** Dataset extract follows **

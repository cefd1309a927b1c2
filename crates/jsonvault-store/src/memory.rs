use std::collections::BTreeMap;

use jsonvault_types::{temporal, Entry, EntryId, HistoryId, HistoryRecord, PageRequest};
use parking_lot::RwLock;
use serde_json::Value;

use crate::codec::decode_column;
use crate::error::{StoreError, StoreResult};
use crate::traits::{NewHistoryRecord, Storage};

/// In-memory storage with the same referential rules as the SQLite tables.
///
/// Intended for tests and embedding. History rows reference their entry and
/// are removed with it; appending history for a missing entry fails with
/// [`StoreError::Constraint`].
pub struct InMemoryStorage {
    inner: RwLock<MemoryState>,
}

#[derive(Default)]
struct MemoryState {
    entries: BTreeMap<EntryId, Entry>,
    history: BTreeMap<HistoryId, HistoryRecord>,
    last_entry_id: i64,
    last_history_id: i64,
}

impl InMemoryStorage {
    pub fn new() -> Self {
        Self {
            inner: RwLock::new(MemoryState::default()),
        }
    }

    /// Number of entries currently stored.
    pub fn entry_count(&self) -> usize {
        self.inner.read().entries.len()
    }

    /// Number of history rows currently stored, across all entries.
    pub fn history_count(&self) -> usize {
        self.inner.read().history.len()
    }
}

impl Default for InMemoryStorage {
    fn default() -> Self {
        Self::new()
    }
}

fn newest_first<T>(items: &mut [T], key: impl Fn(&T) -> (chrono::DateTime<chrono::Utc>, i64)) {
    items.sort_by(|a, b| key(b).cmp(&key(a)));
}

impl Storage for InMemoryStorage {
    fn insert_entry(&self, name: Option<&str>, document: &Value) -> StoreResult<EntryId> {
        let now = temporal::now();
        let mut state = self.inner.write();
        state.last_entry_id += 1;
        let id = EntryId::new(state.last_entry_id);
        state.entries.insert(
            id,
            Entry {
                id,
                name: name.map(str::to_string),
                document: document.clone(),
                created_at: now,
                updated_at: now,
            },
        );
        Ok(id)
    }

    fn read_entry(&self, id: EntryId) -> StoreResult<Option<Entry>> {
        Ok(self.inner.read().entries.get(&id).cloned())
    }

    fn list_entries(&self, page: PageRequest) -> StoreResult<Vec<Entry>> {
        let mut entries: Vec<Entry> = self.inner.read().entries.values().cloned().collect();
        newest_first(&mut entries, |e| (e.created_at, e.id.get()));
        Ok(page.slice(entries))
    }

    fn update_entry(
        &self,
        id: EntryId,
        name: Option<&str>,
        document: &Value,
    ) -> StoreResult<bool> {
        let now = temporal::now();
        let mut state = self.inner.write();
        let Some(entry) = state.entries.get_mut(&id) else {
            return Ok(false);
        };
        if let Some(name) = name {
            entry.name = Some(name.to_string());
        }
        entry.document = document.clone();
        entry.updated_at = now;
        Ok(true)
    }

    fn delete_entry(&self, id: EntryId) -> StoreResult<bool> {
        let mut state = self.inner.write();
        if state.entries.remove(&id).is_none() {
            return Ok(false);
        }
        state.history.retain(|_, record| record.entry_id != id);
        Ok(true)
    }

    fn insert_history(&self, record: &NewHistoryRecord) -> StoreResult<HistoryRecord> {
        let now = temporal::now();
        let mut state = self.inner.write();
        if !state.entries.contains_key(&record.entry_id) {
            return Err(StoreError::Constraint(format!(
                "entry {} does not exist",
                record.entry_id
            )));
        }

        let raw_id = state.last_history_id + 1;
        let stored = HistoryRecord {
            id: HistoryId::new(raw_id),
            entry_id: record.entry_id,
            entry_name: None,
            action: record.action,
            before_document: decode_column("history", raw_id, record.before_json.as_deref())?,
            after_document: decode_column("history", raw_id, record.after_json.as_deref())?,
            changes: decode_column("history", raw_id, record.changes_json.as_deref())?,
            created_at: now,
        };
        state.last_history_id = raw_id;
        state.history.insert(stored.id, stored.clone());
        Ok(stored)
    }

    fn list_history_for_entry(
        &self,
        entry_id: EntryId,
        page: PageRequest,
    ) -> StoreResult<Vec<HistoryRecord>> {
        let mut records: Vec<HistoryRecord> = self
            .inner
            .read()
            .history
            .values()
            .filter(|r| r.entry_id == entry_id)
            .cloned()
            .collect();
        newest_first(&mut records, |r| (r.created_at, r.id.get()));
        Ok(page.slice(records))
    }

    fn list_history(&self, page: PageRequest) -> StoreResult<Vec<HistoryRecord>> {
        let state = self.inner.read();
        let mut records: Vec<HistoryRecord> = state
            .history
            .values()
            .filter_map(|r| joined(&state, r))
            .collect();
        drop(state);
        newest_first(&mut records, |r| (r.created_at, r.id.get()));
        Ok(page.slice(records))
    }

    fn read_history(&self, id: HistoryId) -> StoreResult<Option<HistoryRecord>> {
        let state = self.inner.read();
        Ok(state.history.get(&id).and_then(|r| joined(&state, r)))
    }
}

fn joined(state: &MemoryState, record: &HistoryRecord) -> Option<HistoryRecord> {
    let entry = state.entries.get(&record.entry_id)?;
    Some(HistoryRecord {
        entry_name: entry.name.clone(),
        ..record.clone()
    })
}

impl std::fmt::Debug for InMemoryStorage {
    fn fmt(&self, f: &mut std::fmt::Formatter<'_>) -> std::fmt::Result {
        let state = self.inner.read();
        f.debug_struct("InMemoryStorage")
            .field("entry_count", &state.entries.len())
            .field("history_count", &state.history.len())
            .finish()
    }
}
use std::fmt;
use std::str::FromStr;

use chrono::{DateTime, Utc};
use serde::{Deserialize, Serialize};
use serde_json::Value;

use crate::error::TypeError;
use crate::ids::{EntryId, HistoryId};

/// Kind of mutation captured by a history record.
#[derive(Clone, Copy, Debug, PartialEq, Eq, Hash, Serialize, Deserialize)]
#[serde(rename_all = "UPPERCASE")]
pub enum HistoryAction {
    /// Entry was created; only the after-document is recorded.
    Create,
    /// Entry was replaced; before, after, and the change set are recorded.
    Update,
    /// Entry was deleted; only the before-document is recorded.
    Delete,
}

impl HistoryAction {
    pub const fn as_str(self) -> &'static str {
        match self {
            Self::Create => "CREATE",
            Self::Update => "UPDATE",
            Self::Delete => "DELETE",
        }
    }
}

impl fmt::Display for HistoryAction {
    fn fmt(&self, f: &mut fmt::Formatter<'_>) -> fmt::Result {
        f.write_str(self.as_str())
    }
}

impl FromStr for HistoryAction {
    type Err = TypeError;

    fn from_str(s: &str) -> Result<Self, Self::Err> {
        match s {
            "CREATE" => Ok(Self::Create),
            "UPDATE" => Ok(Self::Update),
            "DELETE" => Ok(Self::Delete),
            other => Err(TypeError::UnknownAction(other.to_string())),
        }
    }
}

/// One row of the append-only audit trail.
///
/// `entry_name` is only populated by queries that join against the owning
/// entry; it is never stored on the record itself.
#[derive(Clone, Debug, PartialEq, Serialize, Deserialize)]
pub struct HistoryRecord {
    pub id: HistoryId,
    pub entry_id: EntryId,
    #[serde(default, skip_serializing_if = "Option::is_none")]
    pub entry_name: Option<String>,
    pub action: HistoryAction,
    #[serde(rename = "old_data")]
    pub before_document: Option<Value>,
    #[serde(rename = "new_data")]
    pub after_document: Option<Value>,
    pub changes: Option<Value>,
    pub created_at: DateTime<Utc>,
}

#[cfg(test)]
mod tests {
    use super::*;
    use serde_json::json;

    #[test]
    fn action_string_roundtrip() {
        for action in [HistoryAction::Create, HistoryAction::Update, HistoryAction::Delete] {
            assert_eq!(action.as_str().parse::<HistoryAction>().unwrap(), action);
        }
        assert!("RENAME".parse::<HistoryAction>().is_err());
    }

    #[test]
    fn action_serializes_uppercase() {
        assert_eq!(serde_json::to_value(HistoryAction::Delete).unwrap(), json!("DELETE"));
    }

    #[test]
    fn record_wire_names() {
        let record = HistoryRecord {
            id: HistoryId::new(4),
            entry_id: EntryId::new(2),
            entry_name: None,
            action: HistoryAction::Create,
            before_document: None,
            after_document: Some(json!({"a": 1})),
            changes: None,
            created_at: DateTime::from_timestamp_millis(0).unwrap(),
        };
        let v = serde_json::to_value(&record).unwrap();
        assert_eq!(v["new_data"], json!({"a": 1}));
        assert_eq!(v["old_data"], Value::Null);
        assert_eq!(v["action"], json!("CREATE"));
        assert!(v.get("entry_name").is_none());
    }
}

** End of Dataset extract **

Task details
Copy out each line in the preceding records that contains "stored".

Reply to the exercise
    /// Number of entries currently stored.
    /// Number of history rows currently stored, across all entries.
        let stored = HistoryRecord {
        state.history.insert(stored.id, stored.clone());
        Ok(stored)
/// entry; it is never stored on the record itself.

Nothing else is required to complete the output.